- What the task asks
Each record, in full, must be restated word for word.
*** Opening of Records to process ***
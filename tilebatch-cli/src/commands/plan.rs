//! `tilebatch plan` - derive tiling and loader settings for a model.

use std::path::PathBuf;

use clap::Args;
use tilebatch::config::PipelineSettings;
use tilebatch::model::{InferencePlan, ModelConfiguration, PixelCalibration};

use crate::error::CliError;

/// Arguments for the plan command.
#[derive(Debug, Args)]
pub struct PlanArgs {
    /// Model configuration JSON
    #[arg(long)]
    pub model: PathBuf,

    /// Image pixel size in µm (omit if the image is uncalibrated)
    #[arg(long)]
    pub pixel_size: Option<f64>,

    /// Tiles per inference batch (default from config)
    #[arg(long)]
    pub batch_size: Option<usize>,

    /// Loader worker threads (default from config)
    #[arg(long)]
    pub workers: Option<usize>,
}

impl PlanArgs {
    /// Overlays command-line sizes on the configured pipeline settings.
    ///
    /// An explicit `num_prefetch` from the config is kept; otherwise it is
    /// derived from the effective batch size and worker count.
    pub fn pipeline(&self, base: &PipelineSettings) -> PipelineSettings {
        PipelineSettings {
            batch_size: self.batch_size.unwrap_or(base.batch_size),
            num_workers: self.workers.unwrap_or(base.num_workers),
            ..base.clone()
        }
    }
}

/// Run the plan command.
pub fn run(args: &PlanArgs, pipeline: &PipelineSettings) -> Result<(), CliError> {
    let model = ModelConfiguration::load(&args.model)?;
    let calibration = args.pixel_size.map(PixelCalibration::square).transpose()?;
    let plan = InferencePlan::with_pipeline(&model, calibration, &args.pipeline(pipeline))?;

    for line in describe(&model, &plan) {
        println!("{}", line);
    }
    Ok(())
}

fn describe(model: &ModelConfiguration, plan: &InferencePlan) -> Vec<String> {
    let spec = plan.tile_spec();
    let loader = plan.loader();
    let resize = loader
        .resize()
        .map(|(w, h)| format!("{}×{}", w, h))
        .unwrap_or_else(|| "none".to_string());

    vec![
        format!("Model:         {} ({} classes)", model.architecture, model.num_classes),
        format!("Classes:       {}", plan.class_names().join(", ")),
        format!("Softmax:       {}", plan.apply_softmax()),
        format!(
            "Tile grid:     {}×{} px (symmetric={}, trim={}, centroid filter={})",
            spec.tile_width(),
            spec.tile_height(),
            spec.policy().symmetric,
            spec.policy().trim_to_parent,
            spec.policy().filter_by_centroid
        ),
        format!(
            "Read region:   {}×{} px at downsample {:.3}",
            loader.tile_width(),
            loader.tile_height(),
            loader.downsample()
        ),
        format!("Resize:        {}", resize),
        format!(
            "Pipeline:      batch {} / {} workers / prefetch {} (queue capacity {})",
            loader.batch_size(),
            loader.num_workers(),
            loader.num_prefetch(),
            loader.queue_capacity()
        ),
        format!("Shutdown:      {} s", loader.shutdown_ceiling().as_secs()),
    ]
}

#[cfg(test)]
mod tests {
    use super::*;

    #[test]
    fn test_describe_plan() {
        let model = ModelConfiguration::from_json(
            r#"{
                "spec_version": "1.0",
                "architecture": "resnet34",
                "num_classes": 2,
                "class_names": ["Tumor", "Other"],
                "patch_size_pixels": 350,
                "spacing_um_px": 0.5,
                "transform": [{ "name": "Resize", "arguments": { "size": 224 } }]
            }"#,
        )
        .unwrap();
        let calibration = PixelCalibration::square(0.25).unwrap();
        let plan = InferencePlan::new(&model, Some(calibration), 8, 4).unwrap();

        let lines = describe(&model, &plan);
        assert!(lines[1].ends_with("Tumor, Other"));
        assert!(lines[3].contains("700×700 px"));
        assert!(lines[4].contains("downsample 2.000"));
        assert!(lines[5].ends_with("224×224"));
        assert!(lines[6].contains("queue capacity 16"));
    }

    #[test]
    fn test_config_prefetch_survives_overrides() {
        let args = PlanArgs {
            model: PathBuf::from("unused.json"),
            pixel_size: None,
            batch_size: Some(16),
            workers: None,
        };
        let base = PipelineSettings {
            num_prefetch: Some(3),
            shutdown_ceiling: std::time::Duration::from_secs(30),
            ..PipelineSettings::default()
        };

        let pipeline = args.pipeline(&base);
        assert_eq!(pipeline.batch_size, 16);
        assert_eq!(pipeline.num_workers, base.num_workers);
        assert_eq!(pipeline.effective_prefetch(), 3);
        assert_eq!(pipeline.shutdown_ceiling.as_secs(), 30);
    }
}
*** Close of Records to process ***
- Written answer
filename tilebatch-cli/src/commands/plan.rs
//! `tilebatch plan` - derive tiling and loader settings for a model.

use std::path::PathBuf;

use clap::Args;
use tilebatch::config::PipelineSettings;
use tilebatch::model::{InferencePlan, ModelConfiguration, PixelCalibration};

use crate::error::CliError;

/// Arguments for the plan command.
#[derive(Debug, Args)]
pub struct PlanArgs {
    /// Model configuration JSON
    #[arg(long)]
    pub model: PathBuf,

    /// Image pixel size in µm (omit if the image is uncalibrated)
    #[arg(long)]
    pub pixel_size: Option<f64>,

    /// Tiles per inference batch (default from config)
    #[arg(long)]
    pub batch_size: Option<usize>,

    /// Loader worker threads (default from config)
    #[arg(long)]
    pub workers: Option<usize>,
}

impl PlanArgs {
    /// Overlays command-line sizes on the configured pipeline settings.
    ///
    /// An explicit `num_prefetch` from the config is kept; otherwise it is
    /// derived from the effective batch size and worker count.
    pub fn pipeline(&self, base: &PipelineSettings) -> PipelineSettings {
        PipelineSettings {
            batch_size: self.batch_size.unwrap_or(base.batch_size),
            num_workers: self.workers.unwrap_or(base.num_workers),
            ..base.clone()
        }
    }
}

/// Run the plan command.
pub fn run(args: &PlanArgs, pipeline: &PipelineSettings) -> Result<(), CliError> {
    let model = ModelConfiguration::load(&args.model)?;
    let calibration = args.pixel_size.map(PixelCalibration::square).transpose()?;
    let plan = InferencePlan::with_pipeline(&model, calibration, &args.pipeline(pipeline))?;

    for line in describe(&model, &plan) {
        println!("{}", line);
    }
    Ok(())
}

fn describe(model: &ModelConfiguration, plan: &InferencePlan) -> Vec<String> {
    let spec = plan.tile_spec();
    let loader = plan.loader();
    let resize = loader
        .resize()
        .map(|(w, h)| format!("{}×{}", w, h))
        .unwrap_or_else(|| "none".to_string());

    vec![
        format!("Model:         {} ({} classes)", model.architecture, model.num_classes),
        format!("Classes:       {}", plan.class_names().join(", ")),
        format!("Softmax:       {}", plan.apply_softmax()),
        format!(
            "Tile grid:     {}×{} px (symmetric={}, trim={}, centroid filter={})",
            spec.tile_width(),
            spec.tile_height(),
            spec.policy().symmetric,
            spec.policy().trim_to_parent,
            spec.policy().filter_by_centroid
        ),
        format!(
            "Read region:   {}×{} px at downsample {:.3}",
            loader.tile_width(),
            loader.tile_height(),
            loader.downsample()
        ),
        format!("Resize:        {}", resize),
        format!(
            "Pipeline:      batch {} / {} workers / prefetch {} (queue capacity {})",
            loader.batch_size(),
            loader.num_workers(),
            loader.num_prefetch(),
            loader.queue_capacity()
        ),
        format!("Shutdown:      {} s", loader.shutdown_ceiling().as_secs()),
    ]
}

#[cfg(test)]
mod tests {
    use super::*;

    #[test]
    fn test_describe_plan() {
        let model = ModelConfiguration::from_json(
            r#"{
                "spec_version": "1.0",
                "architecture": "resnet34",
                "num_classes": 2,
                "class_names": ["Tumor", "Other"],
                "patch_size_pixels": 350,
                "spacing_um_px": 0.5,
                "transform": [{ "name": "Resize", "arguments": { "size": 224 } }]
            }"#,
        )
        .unwrap();
        let calibration = PixelCalibration::square(0.25).unwrap();
        let plan = InferencePlan::new(&model, Some(calibration), 8, 4).unwrap();

        let lines = describe(&model, &plan);
        assert!(lines[1].ends_with("Tumor, Other"));
        assert!(lines[3].contains("700×700 px"));
        assert!(lines[4].contains("downsample 2.000"));
        assert!(lines[5].ends_with("224×224"));
        assert!(lines[6].contains("queue capacity 16"));
    }

    #[test]
    fn test_config_prefetch_survives_overrides() {
        let args = PlanArgs {
            model: PathBuf::from("unused.json"),
            pixel_size: None,
            batch_size: Some(16),
            workers: None,
        };
        let base = PipelineSettings {
            num_prefetch: Some(3),
            shutdown_ceiling: std::time::Duration::from_secs(30),
            ..PipelineSettings::default()
        };

        let pipeline = args.pipeline(&base);
        assert_eq!(pipeline.batch_size, 16);
        assert_eq!(pipeline.num_workers, base.num_workers);
        assert_eq!(pipeline.effective_prefetch(), 3);
        assert_eq!(pipeline.shutdown_ceiling.as_secs(), 30);
    }
}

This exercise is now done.